Examine the records and identify each line that includes the string "value". Copy those lines.

Collected data entries:
=== Section Start ===
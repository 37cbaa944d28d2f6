use std::fmt;

use auth_contract::token_prefix;
use chrono::{DateTime, Utc};

/// A signed session token as handed to the client.
#[derive(Clone, PartialEq)]
pub struct SessionToken {
    value: String,
    expires_at: DateTime<Utc>,
}

impl SessionToken {
    pub fn new(value: String, expires_at: DateTime<Utc>) -> Self {
        Self { value, expires_at }
    }

    pub fn expires_at(&self) -> DateTime<Utc> {
        self.expires_at
    }
}

impl AsRef<str> for SessionToken {
    fn as_ref(&self) -> &str {
        &self.value
    }
}

impl fmt::Debug for SessionToken {
    fn fmt(&self, f: &mut fmt::Formatter<'_>) -> fmt::Result {
        f.debug_struct("SessionToken")
            .field("value", &format_args!("{}...", token_prefix(&self.value)))
            .field("expires_at", &self.expires_at)
            .finish()
    }
}
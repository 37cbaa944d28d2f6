use auth_contract::{extract_token, TokenRejection};
use axum::extract::{Request, State};
use axum::middleware::Next;
use axum::response::Response;

use crate::app_state::AppState;
use crate::domain::{AuthenticatedSession, CurrentSession};
use crate::errors::SessionGuardError;
use crate::services::AuthService;

/// Guard for pages that need a session.
///
/// Resolves the caller's token locally and stores an `AuthenticatedSession`
/// in the request extensions, or answers `403` without calling `next`.
pub async fn require_session(
    State(state): State<AppState>,
    request: Request,
    next: Next,
) -> Result<Response, SessionGuardError> {
    let (mut request, token) = extract_token(request).await;

    let Some(token) = token else {
        log::warn!("Token is missing in request to {}", request.uri().path());
        return Err(TokenRejection::Missing.into());
    };
    log::info!("Token from {}: {}...", token.source, token.prefix());

    let claims = AuthService::verify_token(&state, &token.value).await?;
    request
        .extensions_mut()
        .insert(AuthenticatedSession { claims, token });

    Ok(next.run(request).await)
}

/// Like `require_session`, but any failure just leaves the caller anonymous.
pub async fn optional_session(
    State(state): State<AppState>,
    request: Request,
    next: Next,
) -> Response {
    let (mut request, token) = extract_token(request).await;

    let session = match token {
        Some(token) => match AuthService::verify_token(&state, &token.value).await {
            Ok(claims) => Some(AuthenticatedSession { claims, token }),
            Err(e) => {
                log::debug!("Ignoring token {}...: {}", token.prefix(), e);
                None
            }
        },
        None => None,
    };

    request.extensions_mut().insert(CurrentSession(session));
    next.run(request).await
}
=== Section End ===
• [ANSWER TO THE PROBLEM]
    value: String,
    pub fn new(value: String, expires_at: DateTime<Utc>) -> Self {
        Self { value, expires_at }
        &self.value
            .field("value", &format_args!("{}...", token_prefix(&self.value)))
    let claims = AuthService::verify_token(&state, &token.value).await?;
        Some(token) => match AuthService::verify_token(&state, &token.value).await {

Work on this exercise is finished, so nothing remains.